The seeping of the human and institutional into the life of the meadow is an ongoing affair. A few years ago, the Save Port Meadow campaign took on the City Council and my employer Oxford University for erecting rather imposing graduate housing blocks on the southern edge of the land. One result of the campaign was a large meeting of academic staff who form the Congregation, or governing body of the university. Amidst acrimonious scenes we decided that the university must put in place measures to mitigate the effects of its building activity. This was one of the first meetings of Congregation that I attended as a newly appointed member of permanent academic staff. It has not been the last. As a person who regularly engages with global politics, I promised myself that I would be better attuned to the political and contested in my backyard.
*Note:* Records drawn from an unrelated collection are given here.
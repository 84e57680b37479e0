use std::sync::Arc;
use std::thread;
use std::time::{Duration, Instant};

use criterion::{criterion_group, criterion_main, Criterion};
use firerule::{field, EngineConfig, Fact, RuleBuilder, RuleEngine, RuleRegistry};

fn build_registry() -> Arc<RuleRegistry> {
    let registry = Arc::new(RuleRegistry::new());
    for i in 0..20 {
        let rule = RuleBuilder::new(format!("r{i}"))
            .priority(i)
            .when(field(&format!("f{i}")).gte(1_i64))
            .build()
            .unwrap();
        registry.add(rule).unwrap();
    }
    registry
}

fn sample_fact() -> Fact {
    (0..20).fold(Fact::new("bench"), |fact, i| {
        fact.set(&format!("f{i}"), 10_i64)
    })
}

/// Fire `iters` facts from `producers` threads and wait for the queue to
/// drain. Returns the wall time including the drain.
fn run(registry: &Arc<RuleRegistry>, producers: u64, iters: u64, ordered: bool) -> Duration {
    let engine = Arc::new(RuleEngine::new(Arc::clone(registry), EngineConfig::default()).unwrap());
    engine.start().unwrap();
    let per_producer = iters / producers;
    let fact = sample_fact();

    let start = Instant::now();
    let handles: Vec<_> = (0..producers)
        .map(|_| {
            let engine = Arc::clone(&engine);
            let fact = fact.clone();
            thread::spawn(move || {
                for _ in 0..per_producer {
                    engine.fire(fact.clone(), ordered).unwrap();
                }
            })
        })
        .collect();
    for h in handles {
        h.join().unwrap();
    }
    engine.shutdown();
    start.elapsed()
}

fn bench_throughput(c: &mut Criterion) {
    let registry = build_registry();
    let producer_counts = [1, 2, 4, 8];

    let mut group = c.benchmark_group("throughput");
    group.measurement_time(Duration::from_secs(5));

    for &producers in &producer_counts {
        group.bench_function(format!("unordered_{producers}_producers"), |b| {
            b.iter_custom(|iters| run(&registry, producers, iters.max(producers), false));
        });
        group.bench_function(format!("ordered_{producers}_producers"), |b| {
            b.iter_custom(|iters| run(&registry, producers, iters.max(producers), true));
        });
    }

    group.finish();
}

criterion_group!(benches, bench_throughput);
criterion_main!(benches);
There are many ways in which I can read the life of the meadow. I can see it as a natural getaway from the real, read human world. Alternatively, I can appreciate that the human infuses the natural. This would allow for the viewing of the meadow as made and remade by humans and their institutions, over time. My narration would go something like this: The meadow has variously been a playground of historical contestation over use rights for grazing; a dumping ground of industrial modernity; a space shaped by gentrification; and a crucible of enduring struggles between the authority of the university Gown versus the pushback of the Town. This is no doubt a compelling story. However, it is not the story I seek to tell.